◆ RECORDS FOR THE TASK ◆
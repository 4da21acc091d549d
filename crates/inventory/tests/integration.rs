//! Integration tests for the inventory tool
//!
//! These tests drive the store through its public API and run the
//! `inventory` binary end to end against scratch directories.

use inventory_store::{CsvStore, ListFilter, NewItem, Record, Store, StoreError, StoreOptions};
use inventory_util::{IdPolicy, ItemId};
use std::collections::HashSet;
use std::path::Path;
use std::process::{Command, Output};
use tempfile::TempDir;

fn sample_items() -> Vec<NewItem> {
    vec![
        NewItem::new("Opus One 2019", "Wine")
            .quantity(3)
            .location("Cellar A")
            .notes("Premium Napa"),
        NewItem::new("PGA Tour Merchandise", "Apparel")
            .quantity(12)
            .location("Shelf 1")
            .notes("Various"),
        NewItem::new("Titleist Pro V1", "Golf")
            .quantity(2)
            .location("Bag")
            .notes("Practice balls"),
        NewItem::new("Kirkland Signature Vodka", "Spirits")
            .quantity(1)
            .location("Bar")
            .notes("For guests"),
    ]
}

fn seeded_store(dir: &TempDir) -> CsvStore {
    let store = CsvStore::open(dir.path().join("inventory.csv")).unwrap();
    for item in sample_items() {
        store.add(item).unwrap();
    }
    store
}

fn names(records: &[Record]) -> Vec<&str> {
    records.iter().map(|r| r.name.as_str()).collect()
}

#[test]
fn test_empty_store_summary() {
    let dir = TempDir::new().unwrap();
    let store = CsvStore::open(dir.path().join("inventory.csv")).unwrap();

    let summary = store.summarize().unwrap();
    assert_eq!(summary.total_items, 0);
    assert_eq!(summary.categories, 0);
    assert!(summary.by_category.is_empty());
    assert!(summary.items.is_empty());
    assert!(store.list(&ListFilter::all()).unwrap().is_empty());
    assert!(store.search("").unwrap().is_empty());
}

#[test]
fn test_search_matches_name_or_notes_only() {
    let dir = TempDir::new().unwrap();
    let store = seeded_store(&dir);

    assert_eq!(names(&store.search("napa").unwrap()), vec!["Opus One 2019"]);
    assert_eq!(names(&store.search("PRO V1").unwrap()), vec!["Titleist Pro V1"]);
    assert_eq!(names(&store.search("guests").unwrap()), vec!["Kirkland Signature Vodka"]);
    // Category text is not searched
    assert!(store.search("spirits").unwrap().is_empty());
    assert_eq!(store.search("").unwrap().len(), 4);
}

#[test]
fn test_search_wine_in_notes() {
    let dir = TempDir::new().unwrap();
    let store = CsvStore::open(dir.path().join("inventory.csv")).unwrap();
    store
        .add(
            NewItem::new("Opus One 2019", "Wine")
                .quantity(3)
                .location("Cellar A")
                .notes("Premium Napa wine"),
        )
        .unwrap();
    store.add(NewItem::new("Titleist Pro V1", "Golf")).unwrap();

    let hits = store.search("wine").unwrap();
    assert_eq!(names(&hits), vec!["Opus One 2019"]);
}

#[test]
fn test_low_stock_listing() {
    let dir = TempDir::new().unwrap();
    let store = seeded_store(&dir);

    let low = store.list(&ListFilter::all().low_stock()).unwrap();
    assert_eq!(names(&low), vec!["Titleist Pro V1", "Kirkland Signature Vodka"]);
    assert!(low.iter().all(|r| r.quantity <= 2));
}

#[test]
fn test_filter_correctness() {
    let dir = TempDir::new().unwrap();
    let store = seeded_store(&dir);
    store.add(NewItem::new("Caymus 2020", "Wine").quantity(1)).unwrap();

    let all = store.list(&ListFilter::all()).unwrap();
    for category in ["Wine", "Apparel", "Golf", "Spirits", "wine", "Nope"] {
        let got = store.list(&ListFilter::all().category(category)).unwrap();
        let expected: Vec<_> = all.iter().filter(|r| r.category == category).cloned().collect();
        assert_eq!(got, expected, "category {category}");

        let both = store
            .list(&ListFilter::all().category(category).low_stock())
            .unwrap();
        let expected: Vec<_> = expected.into_iter().filter(|r| r.quantity <= 2).collect();
        assert_eq!(both, expected, "category {category} + low stock");
    }
}

#[test]
fn test_summary_preview_and_totals() {
    let dir = TempDir::new().unwrap();
    let store = seeded_store(&dir);
    store.add(NewItem::new("Caymus 2020", "Wine").quantity(6)).unwrap();
    store.add(NewItem::new("Driver", "Golf")).unwrap();

    let summary = store.summarize().unwrap();
    assert_eq!(
        names(&summary.items),
        vec![
            "Opus One 2019",
            "PGA Tour Merchandise",
            "Titleist Pro V1",
            "Kirkland Signature Vodka",
            "Caymus 2020",
        ]
    );
    assert_eq!(summary.total_items, 3 + 12 + 2 + 1 + 6 + 1);
    assert_eq!(summary.by_category.values().sum::<u64>(), summary.total_items);
    assert_eq!(summary.categories, summary.by_category.len());
    assert_eq!(summary.by_category["Wine"], 9);
    assert_eq!(summary.by_category["Golf"], 3);
}

#[test]
fn test_reads_are_idempotent() {
    let dir = TempDir::new().unwrap();
    let store = seeded_store(&dir);

    assert_eq!(
        store.list(&ListFilter::all()).unwrap(),
        store.list(&ListFilter::all()).unwrap()
    );
    assert_eq!(store.search("o").unwrap(), store.search("o").unwrap());
    assert_eq!(store.summarize().unwrap(), store.summarize().unwrap());
}

#[test]
fn test_reopen_sees_same_records() {
    let dir = TempDir::new().unwrap();
    let before = seeded_store(&dir).list(&ListFilter::all()).unwrap();

    let reopened = CsvStore::open(dir.path().join("inventory.csv")).unwrap();
    assert_eq!(reopened.list(&ListFilter::all()).unwrap(), before);

    let added = reopened.add(NewItem::new("Caymus 2020", "Wine")).unwrap();
    assert!(before.iter().all(|r| r.id != added.id));
}

#[test]
fn test_ids_unique_across_policies() {
    for policy in [IdPolicy::Sequential, IdPolicy::Random] {
        let dir = TempDir::new().unwrap();
        let options = StoreOptions {
            id_policy: policy,
            lock: true,
        };
        let store = CsvStore::open_with(dir.path().join("inventory.csv"), options).unwrap();

        for i in 0..100 {
            store.add(NewItem::new(format!("item {i}"), "Bulk")).unwrap();
        }

        let ids: HashSet<ItemId> = store
            .list(&ListFilter::all())
            .unwrap()
            .iter()
            .map(|r| r.id)
            .collect();
        assert_eq!(ids.len(), 100, "policy {policy}");
    }
}

#[test]
fn test_validation_errors() {
    let dir = TempDir::new().unwrap();
    let store = seeded_store(&dir);

    assert!(matches!(
        store.add(NewItem::new("", "Wine")),
        Err(StoreError::Validation(_))
    ));
    assert!(matches!(
        store.add(NewItem::new("Negative", "Wine").quantity(-5)),
        Err(StoreError::Validation(_))
    ));
    assert_eq!(store.list(&ListFilter::all()).unwrap().len(), 4);
}

// CLI

fn cli(dir: &Path, args: &[&str]) -> Output {
    Command::new(env!("CARGO_BIN_EXE_inventory"))
        .arg("--store")
        .arg(dir.join("inventory.csv"))
        .arg("--config")
        .arg(dir.join("absent-config.toml"))
        .args(args)
        .env_remove("RUST_LOG")
        .output()
        .unwrap()
}

fn stdout(output: &Output) -> String {
    String::from_utf8(output.stdout.clone()).unwrap()
}

fn stderr(output: &Output) -> String {
    String::from_utf8(output.stderr.clone()).unwrap()
}

#[test]
fn test_cli_add_and_list() {
    let dir = TempDir::new().unwrap();

    let out = cli(
        dir.path(),
        &["add", "Opus One 2019", "Wine", "-q", "3", "--location", "Cellar A", "-n", "Premium Napa"],
    );
    assert!(out.status.success());
    assert_eq!(stdout(&out).trim(), "✓ Added Opus One 2019 (id 1000)");

    let out = cli(dir.path(), &["list", "--category", "Wine"]);
    assert!(out.status.success());
    assert!(stdout(&out).contains("[1000] Opus One 2019 - 3x (Cellar A) [Wine]"));
}

#[test]
fn test_cli_rejects_negative_quantity() {
    let dir = TempDir::new().unwrap();

    let out = cli(dir.path(), &["add", "Vodka", "Spirits", "-q", "-2"]);
    assert!(!out.status.success());

    let out = cli(dir.path(), &["--json", "list"]);
    let items: serde_json::Value = serde_json::from_slice(&out.stdout).unwrap();
    assert_eq!(items.as_array().unwrap().len(), 0);
}

#[test]
fn test_cli_json_summary() {
    let dir = TempDir::new().unwrap();
    let out = cli(dir.path(), &["--json", "demo"]);
    assert!(out.status.success());

    let out = cli(dir.path(), &["--json", "summary"]);
    let summary: serde_json::Value = serde_json::from_slice(&out.stdout).unwrap();
    assert_eq!(summary["total_items"], 18);
    assert_eq!(summary["categories"], 4);
    assert_eq!(summary["by_category"]["Apparel"], 12);
    assert_eq!(summary["items"].as_array().unwrap().len(), 4);
}

#[test]
fn test_cli_check_reports_corruption() {
    let dir = TempDir::new().unwrap();
    assert!(cli(dir.path(), &["add", "Driver", "Golf"]).status.success());

    let out = cli(dir.path(), &["check"]);
    assert!(out.status.success());
    assert!(stdout(&out).contains("healthy (1 records)"));

    let path = dir.path().join("inventory.csv");
    let mut content = std::fs::read_to_string(&path).unwrap();
    content.push_str("1001,Broken\n");
    std::fs::write(&path, content).unwrap();

    let out = cli(dir.path(), &["check"]);
    assert_eq!(out.status.code(), Some(1));
    assert!(stdout(&out).contains("line 3"));

    let out = cli(dir.path(), &["list"]);
    assert!(!out.status.success());
}

#[test]
fn test_cli_rejects_unknown_log_level() {
    let dir = TempDir::new().unwrap();

    let out = cli(dir.path(), &["--log-level", "loud", "summary"]);
    assert!(!out.status.success());
    assert!(stderr(&out).contains("loud"));
    assert!(!dir.path().join("inventory.csv").exists());
}

#[test]
fn test_cli_logs_config_loading() {
    let dir = TempDir::new().unwrap();

    let out = cli(dir.path(), &["--log-level", "debug", "summary"]);
    assert!(out.status.success());
    assert!(stderr(&out).contains("No config file, using defaults"));
}

#[test]
fn test_cli_config_log_level_applies() {
    let dir = TempDir::new().unwrap();
    let config = dir.path().join("config.toml");
    std::fs::write(&config, "config_version = 1\n\n[logging]\nlevel = \"debug\"\n").unwrap();

    let out = Command::new(env!("CARGO_BIN_EXE_inventory"))
        .arg("--store")
        .arg(dir.path().join("inventory.csv"))
        .arg("--config")
        .arg(&config)
        .arg("summary")
        .env_remove("RUST_LOG")
        .output()
        .unwrap();
    assert!(out.status.success());
    assert!(stderr(&out).contains("Log level set from config"));
}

◆ WORK TO BE COMPLETED ◆
Using the listing above, state the count of lines that include "IdPolicy" and nothing else.

◆ YOUR RESPONSE ◆
2